**Exercise aim**
Select from the records below every line that has the word "push" in it.

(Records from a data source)
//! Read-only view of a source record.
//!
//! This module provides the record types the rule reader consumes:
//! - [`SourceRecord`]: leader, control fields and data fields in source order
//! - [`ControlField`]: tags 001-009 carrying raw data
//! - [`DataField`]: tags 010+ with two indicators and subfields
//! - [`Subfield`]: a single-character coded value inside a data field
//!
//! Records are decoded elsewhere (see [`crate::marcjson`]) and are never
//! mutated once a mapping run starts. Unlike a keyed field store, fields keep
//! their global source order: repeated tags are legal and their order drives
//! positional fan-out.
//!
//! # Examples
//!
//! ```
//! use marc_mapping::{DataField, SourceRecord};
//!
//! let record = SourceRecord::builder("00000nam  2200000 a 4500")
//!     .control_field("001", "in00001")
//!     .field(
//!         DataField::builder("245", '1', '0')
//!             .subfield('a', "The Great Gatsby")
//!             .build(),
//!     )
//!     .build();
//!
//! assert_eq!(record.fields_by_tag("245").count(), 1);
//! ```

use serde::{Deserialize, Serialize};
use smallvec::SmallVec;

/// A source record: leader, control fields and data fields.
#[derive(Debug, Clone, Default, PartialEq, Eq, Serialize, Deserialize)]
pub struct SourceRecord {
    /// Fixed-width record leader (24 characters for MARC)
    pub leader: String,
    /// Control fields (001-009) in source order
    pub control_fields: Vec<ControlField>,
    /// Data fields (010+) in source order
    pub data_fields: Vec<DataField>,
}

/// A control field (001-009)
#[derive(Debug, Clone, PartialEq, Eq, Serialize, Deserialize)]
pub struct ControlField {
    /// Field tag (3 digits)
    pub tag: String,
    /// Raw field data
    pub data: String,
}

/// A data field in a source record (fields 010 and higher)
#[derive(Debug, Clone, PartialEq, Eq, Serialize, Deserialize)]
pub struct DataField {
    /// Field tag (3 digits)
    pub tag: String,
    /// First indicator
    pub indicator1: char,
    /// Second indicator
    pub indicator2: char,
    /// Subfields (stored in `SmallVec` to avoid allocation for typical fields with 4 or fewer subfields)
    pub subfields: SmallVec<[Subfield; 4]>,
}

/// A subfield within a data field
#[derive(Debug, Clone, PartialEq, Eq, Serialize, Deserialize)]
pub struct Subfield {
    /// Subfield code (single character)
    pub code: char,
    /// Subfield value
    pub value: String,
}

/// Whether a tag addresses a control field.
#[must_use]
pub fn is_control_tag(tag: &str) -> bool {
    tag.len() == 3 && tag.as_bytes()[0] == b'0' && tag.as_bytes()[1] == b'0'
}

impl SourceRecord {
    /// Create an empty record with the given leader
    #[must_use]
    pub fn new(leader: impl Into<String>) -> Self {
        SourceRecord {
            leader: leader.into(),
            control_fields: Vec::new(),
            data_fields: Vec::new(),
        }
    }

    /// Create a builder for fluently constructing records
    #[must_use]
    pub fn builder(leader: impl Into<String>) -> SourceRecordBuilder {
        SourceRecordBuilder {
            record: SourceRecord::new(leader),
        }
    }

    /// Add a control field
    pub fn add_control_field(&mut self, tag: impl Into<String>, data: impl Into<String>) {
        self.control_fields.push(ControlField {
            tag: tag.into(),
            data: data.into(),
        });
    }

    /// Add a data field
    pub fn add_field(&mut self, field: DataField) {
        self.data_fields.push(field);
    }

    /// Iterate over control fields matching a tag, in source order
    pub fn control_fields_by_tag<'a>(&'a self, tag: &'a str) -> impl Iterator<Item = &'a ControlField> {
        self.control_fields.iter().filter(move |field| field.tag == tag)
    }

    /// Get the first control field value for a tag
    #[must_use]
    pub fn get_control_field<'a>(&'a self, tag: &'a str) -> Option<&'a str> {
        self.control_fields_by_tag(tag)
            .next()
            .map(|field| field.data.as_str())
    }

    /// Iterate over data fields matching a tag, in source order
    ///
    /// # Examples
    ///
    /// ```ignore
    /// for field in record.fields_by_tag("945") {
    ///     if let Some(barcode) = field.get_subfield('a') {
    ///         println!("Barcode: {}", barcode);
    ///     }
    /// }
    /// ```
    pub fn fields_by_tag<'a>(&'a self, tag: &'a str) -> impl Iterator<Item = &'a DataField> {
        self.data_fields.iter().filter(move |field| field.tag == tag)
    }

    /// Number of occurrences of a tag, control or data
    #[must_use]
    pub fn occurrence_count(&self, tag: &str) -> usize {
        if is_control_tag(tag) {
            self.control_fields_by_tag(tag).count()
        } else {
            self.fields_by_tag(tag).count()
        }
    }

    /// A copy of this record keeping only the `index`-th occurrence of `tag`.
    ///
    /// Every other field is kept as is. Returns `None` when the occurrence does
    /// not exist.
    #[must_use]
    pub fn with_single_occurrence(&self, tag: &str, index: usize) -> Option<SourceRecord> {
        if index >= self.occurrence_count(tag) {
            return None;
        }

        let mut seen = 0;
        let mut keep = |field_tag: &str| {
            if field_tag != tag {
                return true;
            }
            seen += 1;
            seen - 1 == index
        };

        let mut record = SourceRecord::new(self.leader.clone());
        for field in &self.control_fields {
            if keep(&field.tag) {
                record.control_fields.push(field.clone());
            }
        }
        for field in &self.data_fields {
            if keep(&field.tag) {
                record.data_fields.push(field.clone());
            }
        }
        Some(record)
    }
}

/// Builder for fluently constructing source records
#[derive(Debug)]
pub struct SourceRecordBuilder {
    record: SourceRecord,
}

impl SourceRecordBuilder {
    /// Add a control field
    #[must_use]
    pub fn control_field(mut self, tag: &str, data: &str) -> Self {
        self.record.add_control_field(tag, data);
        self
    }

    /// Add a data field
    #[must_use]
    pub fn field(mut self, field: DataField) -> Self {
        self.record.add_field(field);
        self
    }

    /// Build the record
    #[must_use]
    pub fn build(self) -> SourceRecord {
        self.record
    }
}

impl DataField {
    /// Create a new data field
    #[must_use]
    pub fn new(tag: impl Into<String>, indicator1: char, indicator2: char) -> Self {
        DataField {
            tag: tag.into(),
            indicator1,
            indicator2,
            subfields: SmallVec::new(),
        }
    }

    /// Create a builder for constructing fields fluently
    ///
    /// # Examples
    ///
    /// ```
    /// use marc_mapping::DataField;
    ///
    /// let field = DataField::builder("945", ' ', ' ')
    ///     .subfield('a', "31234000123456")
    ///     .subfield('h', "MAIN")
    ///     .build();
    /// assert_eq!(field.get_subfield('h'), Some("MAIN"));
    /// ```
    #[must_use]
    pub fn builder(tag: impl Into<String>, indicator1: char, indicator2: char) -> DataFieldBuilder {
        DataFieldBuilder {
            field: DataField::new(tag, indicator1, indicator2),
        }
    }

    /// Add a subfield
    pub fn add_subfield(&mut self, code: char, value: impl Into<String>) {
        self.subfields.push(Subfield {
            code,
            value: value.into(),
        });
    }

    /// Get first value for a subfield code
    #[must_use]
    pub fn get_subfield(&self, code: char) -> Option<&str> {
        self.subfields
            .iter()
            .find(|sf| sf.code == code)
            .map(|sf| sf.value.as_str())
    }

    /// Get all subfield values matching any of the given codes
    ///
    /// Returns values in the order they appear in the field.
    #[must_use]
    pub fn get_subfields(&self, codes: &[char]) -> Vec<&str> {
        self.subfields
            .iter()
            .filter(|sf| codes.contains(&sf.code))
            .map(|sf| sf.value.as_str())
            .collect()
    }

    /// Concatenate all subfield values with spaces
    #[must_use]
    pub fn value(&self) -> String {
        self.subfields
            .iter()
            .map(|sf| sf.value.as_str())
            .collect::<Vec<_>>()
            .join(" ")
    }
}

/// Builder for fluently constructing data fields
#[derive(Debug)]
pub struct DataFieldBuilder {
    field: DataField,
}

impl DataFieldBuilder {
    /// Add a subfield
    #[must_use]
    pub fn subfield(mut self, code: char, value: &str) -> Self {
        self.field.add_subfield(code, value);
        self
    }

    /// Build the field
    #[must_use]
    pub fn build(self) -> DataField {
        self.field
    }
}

**Finished exercise**
        self.control_fields.push(ControlField {
        self.data_fields.push(field);
                record.control_fields.push(field.clone());
                record.data_fields.push(field.clone());
        self.subfields.push(Subfield {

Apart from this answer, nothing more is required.